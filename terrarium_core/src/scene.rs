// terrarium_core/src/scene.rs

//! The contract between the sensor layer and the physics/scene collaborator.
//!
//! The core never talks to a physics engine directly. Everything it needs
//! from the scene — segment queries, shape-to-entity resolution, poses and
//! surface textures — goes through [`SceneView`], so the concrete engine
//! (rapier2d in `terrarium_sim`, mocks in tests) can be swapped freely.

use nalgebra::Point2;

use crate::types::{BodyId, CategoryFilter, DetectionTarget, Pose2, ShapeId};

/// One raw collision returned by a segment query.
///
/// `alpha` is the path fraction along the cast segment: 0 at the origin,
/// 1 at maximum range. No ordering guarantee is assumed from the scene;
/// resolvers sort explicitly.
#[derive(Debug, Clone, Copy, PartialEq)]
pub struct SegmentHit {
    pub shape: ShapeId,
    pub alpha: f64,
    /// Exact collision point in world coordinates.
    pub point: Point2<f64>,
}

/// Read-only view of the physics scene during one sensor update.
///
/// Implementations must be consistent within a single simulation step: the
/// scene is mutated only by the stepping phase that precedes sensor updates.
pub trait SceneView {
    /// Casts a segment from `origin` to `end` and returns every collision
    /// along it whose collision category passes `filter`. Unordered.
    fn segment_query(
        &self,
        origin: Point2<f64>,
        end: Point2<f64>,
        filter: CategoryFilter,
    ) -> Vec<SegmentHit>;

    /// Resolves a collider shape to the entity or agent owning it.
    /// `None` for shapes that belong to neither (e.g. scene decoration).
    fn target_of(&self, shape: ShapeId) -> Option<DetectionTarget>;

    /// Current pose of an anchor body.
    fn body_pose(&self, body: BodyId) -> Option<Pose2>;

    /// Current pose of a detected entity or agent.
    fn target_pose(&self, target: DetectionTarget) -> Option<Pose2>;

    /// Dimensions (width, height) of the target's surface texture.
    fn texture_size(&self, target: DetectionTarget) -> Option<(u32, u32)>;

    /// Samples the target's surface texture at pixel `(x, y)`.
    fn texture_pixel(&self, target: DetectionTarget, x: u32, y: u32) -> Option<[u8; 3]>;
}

==

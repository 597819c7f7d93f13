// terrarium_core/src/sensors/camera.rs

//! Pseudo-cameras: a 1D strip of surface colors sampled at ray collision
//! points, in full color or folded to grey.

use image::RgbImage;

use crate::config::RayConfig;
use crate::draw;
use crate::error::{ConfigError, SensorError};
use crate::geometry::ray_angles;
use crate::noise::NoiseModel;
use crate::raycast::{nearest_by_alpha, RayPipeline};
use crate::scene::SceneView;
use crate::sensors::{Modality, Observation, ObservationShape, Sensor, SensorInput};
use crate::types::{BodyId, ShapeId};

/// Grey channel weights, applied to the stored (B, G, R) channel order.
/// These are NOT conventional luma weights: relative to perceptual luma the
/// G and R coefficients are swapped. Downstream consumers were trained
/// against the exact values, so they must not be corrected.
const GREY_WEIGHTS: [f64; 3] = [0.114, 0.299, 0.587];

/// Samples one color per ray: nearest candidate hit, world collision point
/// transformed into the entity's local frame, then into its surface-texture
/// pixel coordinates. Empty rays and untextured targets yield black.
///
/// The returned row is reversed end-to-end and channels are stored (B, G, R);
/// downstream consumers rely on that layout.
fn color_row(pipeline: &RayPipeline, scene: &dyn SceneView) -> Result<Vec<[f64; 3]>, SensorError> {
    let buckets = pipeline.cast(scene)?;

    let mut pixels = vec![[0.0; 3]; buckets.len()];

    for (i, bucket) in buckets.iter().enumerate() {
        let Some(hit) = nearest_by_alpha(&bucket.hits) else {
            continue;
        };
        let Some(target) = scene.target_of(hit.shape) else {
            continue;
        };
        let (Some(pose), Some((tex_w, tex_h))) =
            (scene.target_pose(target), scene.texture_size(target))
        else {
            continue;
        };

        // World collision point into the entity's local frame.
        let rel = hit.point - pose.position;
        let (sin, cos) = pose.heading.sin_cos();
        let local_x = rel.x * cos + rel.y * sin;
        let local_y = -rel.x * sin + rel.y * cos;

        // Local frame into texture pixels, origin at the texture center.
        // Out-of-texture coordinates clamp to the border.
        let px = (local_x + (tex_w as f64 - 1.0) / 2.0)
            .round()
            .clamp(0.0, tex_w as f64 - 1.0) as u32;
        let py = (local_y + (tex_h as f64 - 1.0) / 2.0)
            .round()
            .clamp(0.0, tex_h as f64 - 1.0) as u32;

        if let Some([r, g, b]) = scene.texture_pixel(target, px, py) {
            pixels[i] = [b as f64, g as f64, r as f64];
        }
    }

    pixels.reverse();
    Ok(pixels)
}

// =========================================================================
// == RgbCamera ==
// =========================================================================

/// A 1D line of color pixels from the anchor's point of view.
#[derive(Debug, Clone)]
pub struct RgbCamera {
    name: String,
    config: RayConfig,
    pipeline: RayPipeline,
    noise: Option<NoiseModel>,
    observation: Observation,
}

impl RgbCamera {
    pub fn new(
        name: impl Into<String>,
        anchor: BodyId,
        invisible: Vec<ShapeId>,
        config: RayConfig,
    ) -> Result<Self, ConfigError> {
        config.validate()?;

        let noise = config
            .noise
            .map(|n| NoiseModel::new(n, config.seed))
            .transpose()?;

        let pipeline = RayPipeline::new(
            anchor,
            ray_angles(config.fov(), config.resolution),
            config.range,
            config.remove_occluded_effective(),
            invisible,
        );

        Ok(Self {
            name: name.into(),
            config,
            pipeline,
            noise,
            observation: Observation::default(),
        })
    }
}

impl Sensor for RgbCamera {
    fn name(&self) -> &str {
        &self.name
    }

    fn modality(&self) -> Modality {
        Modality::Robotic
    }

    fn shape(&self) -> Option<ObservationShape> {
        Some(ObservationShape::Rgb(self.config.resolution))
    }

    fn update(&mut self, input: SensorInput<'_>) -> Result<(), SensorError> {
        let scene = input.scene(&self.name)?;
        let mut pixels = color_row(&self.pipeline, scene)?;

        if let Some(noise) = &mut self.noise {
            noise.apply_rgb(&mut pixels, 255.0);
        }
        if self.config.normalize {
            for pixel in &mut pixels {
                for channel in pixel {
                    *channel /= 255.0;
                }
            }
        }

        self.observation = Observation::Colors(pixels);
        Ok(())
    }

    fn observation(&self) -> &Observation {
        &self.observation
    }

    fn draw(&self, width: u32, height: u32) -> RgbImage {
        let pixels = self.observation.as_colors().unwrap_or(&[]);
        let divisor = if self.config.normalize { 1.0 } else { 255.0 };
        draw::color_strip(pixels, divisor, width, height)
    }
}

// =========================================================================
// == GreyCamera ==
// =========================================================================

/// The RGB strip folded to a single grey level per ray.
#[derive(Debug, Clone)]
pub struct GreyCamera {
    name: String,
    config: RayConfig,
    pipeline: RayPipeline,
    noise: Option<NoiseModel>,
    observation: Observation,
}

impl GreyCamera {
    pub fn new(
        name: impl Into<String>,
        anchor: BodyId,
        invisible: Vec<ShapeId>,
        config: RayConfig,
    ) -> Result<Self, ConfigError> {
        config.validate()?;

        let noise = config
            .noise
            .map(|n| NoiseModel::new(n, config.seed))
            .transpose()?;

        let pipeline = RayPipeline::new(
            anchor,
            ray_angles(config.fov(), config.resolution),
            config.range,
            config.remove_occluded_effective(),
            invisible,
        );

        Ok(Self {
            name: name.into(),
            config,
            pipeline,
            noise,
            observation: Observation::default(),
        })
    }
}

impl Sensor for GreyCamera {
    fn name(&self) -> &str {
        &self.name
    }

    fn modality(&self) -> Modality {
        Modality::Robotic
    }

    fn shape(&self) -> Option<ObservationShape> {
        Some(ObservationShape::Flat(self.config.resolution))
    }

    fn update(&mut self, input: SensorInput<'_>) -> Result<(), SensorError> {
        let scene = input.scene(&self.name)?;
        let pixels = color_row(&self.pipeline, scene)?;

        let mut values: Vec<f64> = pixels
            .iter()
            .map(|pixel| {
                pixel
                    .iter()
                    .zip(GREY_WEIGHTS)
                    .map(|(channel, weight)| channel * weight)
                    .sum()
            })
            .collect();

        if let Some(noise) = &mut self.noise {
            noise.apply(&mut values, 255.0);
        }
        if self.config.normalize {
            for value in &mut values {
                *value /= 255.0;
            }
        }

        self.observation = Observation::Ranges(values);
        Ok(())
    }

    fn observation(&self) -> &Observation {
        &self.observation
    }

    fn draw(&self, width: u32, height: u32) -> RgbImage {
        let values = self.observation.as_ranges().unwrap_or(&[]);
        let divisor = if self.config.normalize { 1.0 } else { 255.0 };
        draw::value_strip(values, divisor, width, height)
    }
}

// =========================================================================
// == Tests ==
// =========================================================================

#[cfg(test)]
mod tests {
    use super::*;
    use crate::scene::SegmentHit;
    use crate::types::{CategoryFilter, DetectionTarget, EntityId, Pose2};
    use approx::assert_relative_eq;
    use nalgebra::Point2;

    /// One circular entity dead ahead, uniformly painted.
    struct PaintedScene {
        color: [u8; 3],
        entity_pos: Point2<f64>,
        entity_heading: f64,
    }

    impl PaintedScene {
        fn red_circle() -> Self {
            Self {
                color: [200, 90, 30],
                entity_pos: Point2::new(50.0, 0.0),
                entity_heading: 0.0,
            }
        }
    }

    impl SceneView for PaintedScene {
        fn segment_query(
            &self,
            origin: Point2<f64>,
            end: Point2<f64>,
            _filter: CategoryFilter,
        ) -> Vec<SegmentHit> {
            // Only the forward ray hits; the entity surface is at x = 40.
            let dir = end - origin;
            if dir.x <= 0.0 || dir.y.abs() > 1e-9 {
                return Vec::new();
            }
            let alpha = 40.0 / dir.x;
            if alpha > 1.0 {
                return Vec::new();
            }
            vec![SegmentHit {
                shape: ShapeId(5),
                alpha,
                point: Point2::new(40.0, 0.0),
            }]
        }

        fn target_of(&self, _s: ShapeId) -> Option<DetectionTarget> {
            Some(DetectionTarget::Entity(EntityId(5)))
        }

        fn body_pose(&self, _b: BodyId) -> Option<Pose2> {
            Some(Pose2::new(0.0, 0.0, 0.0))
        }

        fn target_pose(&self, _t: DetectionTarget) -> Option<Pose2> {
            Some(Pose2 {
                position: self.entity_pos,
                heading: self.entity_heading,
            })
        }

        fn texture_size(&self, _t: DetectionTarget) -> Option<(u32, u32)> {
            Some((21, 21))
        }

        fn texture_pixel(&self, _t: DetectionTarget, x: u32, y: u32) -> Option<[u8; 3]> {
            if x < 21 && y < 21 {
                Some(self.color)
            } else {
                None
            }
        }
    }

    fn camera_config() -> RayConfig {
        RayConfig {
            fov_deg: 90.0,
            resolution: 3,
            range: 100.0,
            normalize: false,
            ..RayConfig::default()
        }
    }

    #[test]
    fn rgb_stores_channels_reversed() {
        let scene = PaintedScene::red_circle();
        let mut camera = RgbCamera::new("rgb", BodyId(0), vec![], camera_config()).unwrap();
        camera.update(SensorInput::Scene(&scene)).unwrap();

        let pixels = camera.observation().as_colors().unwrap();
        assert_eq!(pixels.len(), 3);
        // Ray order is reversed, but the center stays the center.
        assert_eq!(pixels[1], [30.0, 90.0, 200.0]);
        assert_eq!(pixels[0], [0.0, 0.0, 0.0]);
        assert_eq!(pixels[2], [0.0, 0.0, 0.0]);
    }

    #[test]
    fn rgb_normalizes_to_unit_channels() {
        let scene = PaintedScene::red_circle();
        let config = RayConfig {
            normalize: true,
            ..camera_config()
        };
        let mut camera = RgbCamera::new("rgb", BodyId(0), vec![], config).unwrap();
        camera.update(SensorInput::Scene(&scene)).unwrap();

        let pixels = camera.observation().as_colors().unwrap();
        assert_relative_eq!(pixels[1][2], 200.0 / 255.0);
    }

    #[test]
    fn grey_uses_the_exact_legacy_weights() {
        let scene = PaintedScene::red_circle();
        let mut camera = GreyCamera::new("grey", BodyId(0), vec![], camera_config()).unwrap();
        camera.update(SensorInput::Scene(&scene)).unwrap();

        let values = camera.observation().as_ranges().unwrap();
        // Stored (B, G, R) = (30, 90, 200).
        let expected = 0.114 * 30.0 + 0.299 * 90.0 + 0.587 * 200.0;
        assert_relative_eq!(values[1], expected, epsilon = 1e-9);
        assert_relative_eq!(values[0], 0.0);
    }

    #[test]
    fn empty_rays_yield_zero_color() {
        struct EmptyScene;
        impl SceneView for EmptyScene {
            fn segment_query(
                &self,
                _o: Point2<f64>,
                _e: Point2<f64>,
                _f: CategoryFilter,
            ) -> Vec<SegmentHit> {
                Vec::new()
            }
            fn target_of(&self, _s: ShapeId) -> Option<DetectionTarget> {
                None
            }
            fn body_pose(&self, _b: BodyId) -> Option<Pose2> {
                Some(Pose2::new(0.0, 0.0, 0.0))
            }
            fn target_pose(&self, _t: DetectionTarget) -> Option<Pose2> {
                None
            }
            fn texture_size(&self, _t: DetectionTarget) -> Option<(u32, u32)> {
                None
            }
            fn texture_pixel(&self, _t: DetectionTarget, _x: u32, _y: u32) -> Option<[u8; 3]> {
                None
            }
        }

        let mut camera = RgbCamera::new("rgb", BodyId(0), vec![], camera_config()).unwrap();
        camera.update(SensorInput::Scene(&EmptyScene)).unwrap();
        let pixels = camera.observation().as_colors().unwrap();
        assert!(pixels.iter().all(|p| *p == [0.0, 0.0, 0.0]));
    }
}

* What is required
Tally the lines of the material that include "agent". Only the total should be given.

* Exercise result
2